People are threatened by individuals that stand out from the crowd. If your girl is anything like you, and let’s hope she is, then she’s going to be a unique, strong, independent and talented young woman. She sounds to me as though she’s already aware of her strengths but at 13… god, all you want is to liked. Give her a couple of years Prabs and she’ll be laughing in the faces of those that turned their backs. If home education isn’t an option ( and don’t get me wrong, it’s no walk in the park) then continue doing what you’re doing,which is being a fantastic, supportive role model for your beautiful girl. Sending all my love for Saturday xx liz
Thank you so much. I think the hardest part for me is knowing beyond all doubt (not mere self flagellating guilt that we automatically do as parents) that I’m partly to blame for her self esteem as I’ve been too strict and control freakish over the years and I subconsciously always knew it would lead to this but couldn’t stop myself. Having to face that now. Obviously I’m not to blame for the mean girls/in crowd thing but she would have handled it differently perhaps.

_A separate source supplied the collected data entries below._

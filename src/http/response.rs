use std::collections::HashMap;
use std::time::SystemTime;

use bytes::BytesMut;

use crate::http::handler::Payload;
use crate::http::request::Request;
use crate::http::status::Status;

const UNAUTHORIZED_PAGE: &str = "<!DOCTYPE html>\n<html>\n<head><title>401 Unauthorized</title></head>\n<body>\n<h1>401 Unauthorized</h1>\n<p>Invalid username or password.</p>\n</body>\n</html>\n";

/// One outgoing response. Mutable until serialized by [`Response::to_bytes`];
/// once written to the socket it is never touched again.
pub struct Response {
    pub status: Status,
    /// Response-specific headers (mostly `Content-Type`). Merged over the
    /// fixed engine header set at serialization time.
    pub headers: HashMap<String, String>,
    pub content: Vec<u8>,
    /// When set, the serialized response carries `Set-Cookie: auth=true`.
    pub set_auth_cookie: bool,
}

impl Response {
    pub fn new(status: Status) -> Response {
        Response {
            status,
            headers: HashMap::new(),
            content: Vec::new(),
            set_auth_cookie: false,
        }
    }

    pub fn with_header(mut self, name: &str, value: &str) -> Response {
        self.headers.insert(name.to_string(), value.to_string());
        self
    }

    pub fn with_content(mut self, content: Vec<u8>) -> Response {
        self.content = content;
        self
    }

    /// Serializes status line, engine headers and content into wire bytes.
    ///
    /// The engine header set is fixed behavior, not per-route configuration:
    /// CORS allow-all, no-cache directives, an RFC-1123 `Date`, and echoes of
    /// the request's own `Accept`/`Authorization`/`User-Agent` headers (with
    /// placeholders when the request did not carry them).
    pub fn to_bytes(&self, request: &Request) -> Vec<u8> {
        let date = httpdate::fmt_http_date(SystemTime::now());

        let mut headers: Vec<(&str, String)> = vec![
            (
                "Accept",
                request.header("accept").unwrap_or("application/json").to_string(),
            ),
            (
                "Accept-Language",
                request
                    .header("accept-language")
                    .unwrap_or("en-US,en;q=0.9")
                    .to_string(),
            ),
            (
                "Authorization",
                request
                    .header("authorization")
                    .unwrap_or("Basic <credentials>")
                    .to_string(),
            ),
            ("Access-Control-Allow-Origin", "*".to_string()),
            ("Access-Control-Allow-Methods", "GET, POST, OPTIONS".to_string()),
            ("Access-Control-Allow-Headers", "Content-Type".to_string()),
            ("Cache-Control", "no-cache".to_string()),
            ("Content-Type", "application/json".to_string()),
            // Byte length, never character length: must stay correct for
            // multi-byte UTF-8 content.
            ("Content-Length", self.content.len().to_string()),
            ("Date", date),
            ("Pragma", "no-cache".to_string()),
            (
                "User-Agent",
                request
                    .header("user-agent")
                    .unwrap_or("Chrome/123.0.0.0")
                    .to_string(),
            ),
        ];

        // Response-specific headers replace their engine counterpart in
        // place (names matched case-insensitively); new names append.
        for (name, value) in &self.headers {
            match headers.iter_mut().find(|(n, _)| n.eq_ignore_ascii_case(name)) {
                Some(slot) => slot.1 = value.clone(),
                None => headers.push((name.as_str(), value.clone())),
            }
        }

        if self.set_auth_cookie {
            headers.push(("Set-Cookie", "auth=true; Path=/; HttpOnly".to_string()));
        }

        let mut out = BytesMut::with_capacity(self.content.len() + headers.len() * 48);
        out.extend_from_slice(
            format!("HTTP/1.1 {} {}\r\n", self.status.code_num, self.status.message).as_bytes(),
        );
        for (name, value) in &headers {
            out.extend_from_slice(format!("{}: {}\r\n", name, value).as_bytes());
        }
        out.extend_from_slice(b"\r\n");
        out.extend_from_slice(&self.content);
        out.to_vec()
    }
}

/// Turns a handler's return value into wire bytes. Switches on the payload
/// tag; `Raw` is the pre-built escape hatch and goes out unmodified.
pub fn build_dynamic(request: &Request, payload: Payload) -> Vec<u8> {
    match payload {
        Payload::Raw(bytes) => bytes,
        Payload::Text(text) => Response::new(Status::OK)
            .with_content(text.into_bytes())
            .to_bytes(request),
        Payload::Json(value) => Response::new(Status::OK)
            .with_header("Content-Type", "application/json")
            .with_content(value.to_string().into_bytes())
            .to_bytes(request),
        Payload::Typed { content_type, body } => Response::new(Status::OK)
            .with_header("Content-Type", &content_type)
            .with_content(body)
            .to_bytes(request),
    }
}

/// 500 with a JSON body carrying the handler's error message.
pub fn build_error(request: &Request, message: &str) -> Vec<u8> {
    let body = serde_json::json!({ "status": "error", "message": message });
    Response::new(Status::INTERNAL_SERVER_ERROR)
        .with_header("Content-Type", "application/json")
        .with_content(body.to_string().into_bytes())
        .to_bytes(request)
}

fn status_line(status: Status) -> String {
    format!("HTTP/1.1 {} {}\r\n", status.code_num, status.message)
}

/// Fixed 400 template for requests whose first line cannot be parsed.
pub fn bad_request() -> Vec<u8> {
    format!(
        "{}\
         Content-Type: text/html\r\n\
         Content-Length: 15\r\n\
         \r\n\
         400 Bad Request",
        status_line(Status::BAD_REQUEST)
    )
    .into_bytes()
}

/// Fixed 404 template, byte-exact: `Content-Length: 13`, body `404 Not Found`.
pub fn not_found() -> Vec<u8> {
    format!(
        "{}\
         Accept-Ranges: bytes\r\n\
         Content-Type: text/html\r\n\
         Content-Length: 13\r\n\
         Cache-Control: max-age=86000\r\n\
         Connection: close\r\n\
         \r\n\
         404 Not Found",
        status_line(Status::NOT_FOUND)
    )
    .into_bytes()
}

/// Fixed 401 page returned when posted credentials do not match.
pub fn unauthorized() -> Vec<u8> {
    format!(
        "{}\
         Content-Type: text/html; charset=utf-8\r\n\
         Content-Length: {}\r\n\
         Connection: close\r\n\
         \r\n\
         {}",
        status_line(Status::UNAUTHORIZED),
        UNAUTHORIZED_PAGE.len(),
        UNAUTHORIZED_PAGE
    )
    .into_bytes()
}

/// Fixed CORS preflight answer: 204, allow-all, no body. Sent for `OPTIONS`
/// before any routing happens.
pub fn preflight() -> Vec<u8> {
    format!(
        "{}\
         Access-Control-Allow-Origin: *\r\n\
         Access-Control-Allow-Methods: GET, POST, PUT, DELETE, OPTIONS\r\n\
         Access-Control-Allow-Headers: Content-Type, Authorization\r\n\
         Access-Control-Max-Age: 86400\r\n\
         Connection: close\r\n\
         \r\n",
        status_line(Status::NO_CONTENT)
    )
    .into_bytes()
}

Nailed it. It’s funny because when you’re the mum of a teen *you know* and understand how hard it is in comparison to the baby years but I barely ever admit this because it’s not what people who have babies want to hear (!) and it’s also really hard to put into words just why it’s so, so hard and draining and heartbreaking and how you often feel powerless to help. You have managed to collect all those emotions and pen them beautifully. I just wanted to say (as owner of a 17&18 year olds) that is does get better, easier, more bearable. But I hear you. I am sending you hugs of solidarity from one mama to another and strength to your daughter; please tell her from me that the things that make her feel isolated from her peers, the nuances that make her different will be the very same differences that will enhance her life and the lives of others the more she grows. That these differences make her the future and that her kindness will take her further than she could ever imagine. Much love xxx
What an incredible comment Amy.Thank you so much. I will tell her this.
Virtually hugs you both very tightly.